In the year following random assignment, control group members received Food Stamps for approximately the same amount of time that they were on welfare: a little over 10 months. Jobs-First GAIN reduced the length of Food Stamp receipt by as much as it reduced the length of AFDC/TANF receipt: about two weeks (results not shown).

Total Food Stamp expenditures for control group members averaged $2,179 in year 1. (See Table 1.) In comparison, the typical Jobs-First GAIN enrollee received $2,005 in Food Stamps — a decrease of $174, or 8 percent (about the same size as the percentage reductions in AFDC/TANF payments).

  • During year 1, losses in public assistance largely offset earnings gains, so Jobs-First GAIN had little effect on experimental group members’ combined income from earnings, AFDC/TANF, and Food Stamps.

Previous research shows that Work First programs that, like Los Angeles’s, assign nearly all enrollees to job search first tend to replace welfare dollars with earnings but leave families with about the same amount of income. Jobs-First GAIN produced such results in year 1. Experimental group members gained $750 in average earnings during year 1, but lost $606 in average AFDC and Food Stamp payments. Their net increase in combined income relative to control group members totaled just $144 (1 percent, not statistically significant) above the control group average of $10,411.

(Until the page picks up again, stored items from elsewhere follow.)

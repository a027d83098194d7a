//! Display formatting wrappers and result types.
//!
//! Domain models implement [`std::fmt::Display`] directly (see [`models`]);
//! this module adds newtype wrappers for collections and operation results
//! so that the CLI and the MCP server print identical markdown.
//!
//! ```text
//! ┌─────────────────┐    ┌─────────────────┐    ┌─────────────────┐
//! │  Domain Models  │    │ Wrappers &      │    │   Formatted     │
//! │ (MissionSummary,│───▶│ Result Types    │───▶│    Output       │
//! │  PointOfInter.) │    │                 │    │  (Terminal/MCP) │
//! └─────────────────┘    └─────────────────┘    └─────────────────┘
//! ```
//!
//! ## Module Organization
//!
//! - [`collections`]: Collection wrapper types (MissionSummaries,
//!   PointsOfInterest)
//! - [`results`]: Operation result types (CreateResult, UpdateResult,
//!   ClaimResult)
//! - [`status`]: Status and confirmation messages (OperationStatus)
//! - [`datetime`]: Date/time formatting utilities
//! - [`models`]: Display implementations for domain models
//!
//! ```rust
//! use cidade_core::display::OperationStatus;
//!
//! let done = OperationStatus::success("Points of interest imported".to_string());
//! assert_eq!(done.to_string(), "Success: Points of interest imported\n");
//! ```

pub mod collections;
pub mod datetime;
pub mod models;
pub mod results;
pub mod status;

pub use collections::{MissionSummaries, PointsOfInterest};
pub use datetime::LocalDateTime;
pub use results::{ClaimResult, CreateResult, UpdateResult};
pub use status::OperationStatus;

  • Through its substantial employment gain and moderate earnings increase, Jobs-First GAIN outdid its predecessor, Los Angeles GAIN, which produced little-to-no first-year impacts on these measures. The program did not achieve as strong results as Riverside GAIN and Riverside LFA, but this disparity may have stemmed from differences in program environments.

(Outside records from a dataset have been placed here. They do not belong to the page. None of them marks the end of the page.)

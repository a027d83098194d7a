//! Kind and lifecycle enumerations for missions.

#[cfg(feature = "schema")]
use schemars::JsonSchema;
use serde::{Deserialize, Serialize};

/// Type-safe enumeration of mission kinds.
#[derive(Debug, Clone, Copy, Serialize, Deserialize, PartialEq, Eq, Hash, Default)]
#[cfg_attr(feature = "schema", derive(JsonSchema))]
#[serde(rename_all = "lowercase")]
pub enum MissionKind {
    /// Short missions rotated every day
    #[default]
    Daily,

    /// Long-running missions that track a resident's evolution
    Evolution,
}

impl MissionKind {
    /// Canonical lowercase representation, as stored and serialized.
    pub fn as_str(&self) -> &'static str {
        match self {
            MissionKind::Daily => "daily",
            MissionKind::Evolution => "evolution",
        }
    }
}

/// Lifecycle state of a mission for one resident.
///
/// `InProgress` and `Completable` both accept task toggles; `Claimed` is
/// terminal and accepts nothing.
#[derive(Debug, Clone, Copy, Serialize, Deserialize, PartialEq, Eq)]
#[serde(rename_all = "lowercase")]
pub enum MissionState {
    /// At least one task still open, reward not claimed
    InProgress,

    /// Every task done, reward waiting to be claimed
    Completable,

    /// Reward claimed; progress is frozen
    Claimed,
}

impl MissionState {
    /// Canonical lowercase representation.
    pub fn as_str(&self) -> &'static str {
        match self {
            MissionState::InProgress => "inprogress",
            MissionState::Completable => "completable",
            MissionState::Claimed => "claimed",
        }
    }

    /// Get state with consistent icon formatting for display.
    ///
    /// # Examples
    ///
    /// ```rust
    /// use cidade_core::models::MissionState;
    ///
    /// assert_eq!(MissionState::Claimed.with_icon(), "✓ Claimed");
    /// assert_eq!(MissionState::Completable.with_icon(), "★ Ready to claim");
    /// assert_eq!(MissionState::InProgress.with_icon(), "○ In Progress");
    /// ```
    pub fn with_icon(&self) -> &'static str {
        match self {
            MissionState::Claimed => "✓ Claimed",
            MissionState::Completable => "★ Ready to claim",
            MissionState::InProgress => "○ In Progress",
        }
    }
}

Table 2 illustrates how first-year impacts for single parents in Los Angeles’s Jobs-First GAIN compare to first-year impacts for single parents in three previously evaluated programs. Each result displayed in the table was calculated in several steps. First, to make results comparable across sites, demographically similar subsamples from each of the comparison programs and from Jobs-First GAIN were selected. Second, for each of these subsamples, experimental-control group differences, or impacts, were estimated on measures of employment, earnings, and welfare expenditures during the first year of follow-up and on welfare receipt at the end of year 1. (All dollar impacts were converted to 1996 dollars.) Next, impacts estimated for each of the three comparison programs were subtracted from the corresponding impacts estimated for Jobs-First GAIN. Table 2 presents these differences. For measures of employment and earnings, a difference greater than zero indicates that Jobs-First GAIN produced a larger increase than the comparison program. For measures of welfare payments and receipt, however, a positive difference conveys a different meaning: that Jobs-First GAIN was less effective than the comparison program because its welfare reduction was smaller. Differences in impacts were tested for statistical significance. In Table 2, stars next to a difference indicate that it achieved statistical significance. Lack of statistical significance means that the impact of Jobs-First GAIN was essentially the same as the impact of the comparison program.

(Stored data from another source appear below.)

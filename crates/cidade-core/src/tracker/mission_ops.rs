//! Progress and points operations for the Tracker.

use log::debug;

use super::Tracker;
use crate::{
    error::Result,
    models::{ClaimReceipt, MissionDefinition, MissionProgress},
};

impl Tracker {
    /// Stored progress of a user on each of `missions`, in the same order.
    /// Missions never touched yield `None`.
    pub async fn get_progress(
        &self,
        user_id: &str,
        missions: &[&MissionDefinition],
    ) -> Result<Vec<Option<MissionProgress>>> {
        let user_id = user_id.to_string();
        let mission_ids: Vec<u64> = missions.iter().map(|mission| mission.id).collect();

        debug!("Loading progress of {user_id} on {} mission(s)", mission_ids.len());
        self.with_database(move |db| db.get_progress_many(&user_id, &mission_ids))
            .await
    }

    /// Flips one task and returns the stored progress afterwards.
    pub async fn flip_task(
        &self,
        user_id: &str,
        definition: &MissionDefinition,
        task_index: usize,
    ) -> Result<MissionProgress> {
        let user_id = user_id.to_string();
        let definition = definition.clone();

        self.with_database(move |db| db.toggle_task(&user_id, &definition, task_index))
            .await
    }

    /// Records a claim and credits the mission's points.
    pub async fn record_claim(
        &self,
        user_id: &str,
        definition: &MissionDefinition,
        claimant: &str,
    ) -> Result<ClaimReceipt> {
        let user_id = user_id.to_string();
        let claimant = claimant.to_string();
        let definition = definition.clone();

        self.with_database(move |db| db.claim_mission(&user_id, &definition, &claimant))
            .await
    }

    /// Total points credited to a user.
    pub async fn points_of(&self, user_id: &str) -> Result<u64> {
        let user_id = user_id.to_string();
        self.with_database(move |db| db.user_points(&user_id)).await
    }
}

Table 2 shows that the Jobs-First GAIN program was more successful than the original Los Angeles GAIN program. Jobs-First GAIN’s first-year employment increase was 9 percentage points larger than that of the earlier program, and its earnings gain was $761 larger. In contrast, the two programs produced similar impacts on welfare payments and receipt. These results indicate that a Work First program can be more effective than a basic-education-focused program in a major metropolitan area.

Jobs-First GAIN’s first-year employment and earnings impacts fell short of Riverside GAIN’s unusually strong results by 6 percentage points and $548, respectively (see Table 2). In addition, Riverside GAIN reduced welfare payments by $441 more than Jobs-First GAIN. Decreases in the proportion on welfare at the end of year 1 were similar for the two programs.

Like Riverside GAIN, Riverside LFA produced an unusually large impact on employment, which exceeded Jobs-First GAIN’s by 7 percentage points. Both programs, however, produced similar increases in average earnings. Riverside LFA was somewhat more effective than Jobs-First GAIN (by $265) in lowering welfare expenditures. Both programs reduced welfare receipt at the end of year 1 by about the same amount.

It is unclear whether differences between the impacts of Jobs-First GAIN and those of the two Riverside programs resulted from differences in the way the programs were implemented or because of other factors, such as differences in their program environments (Los Angeles County is a large urban center, whereas Riverside County is exurban) or in unobservable characteristics of their sample members.

  • Jobs-First GAIN benefited a broad cross section of the welfare caseload, producing impacts for recipients with the most as well as the fewest barriers to employment, for people of different racial and ethnic backgrounds, and for recipients in all parts of Los Angeles County. Such consistency of impacts is not always found among Work First programs.

Jobs-First GAIN produced impacts for subgroups that are typically considered the least job ready: the "nongraduates" (those who lacked a high school diploma or a GED certificate when they were randomly assigned to the experimental or control group), those who did not work for pay in the year prior to random assignment, and the "most disadvantaged" recipients. (These subgroups are not mutually exclusive.) The latter subgroup contains nongraduates who did not work in the year prior to random assignment and who had received welfare payments for at least two years cumulatively before random assignment. They face more barriers to employment than any other subgroup examined in this study.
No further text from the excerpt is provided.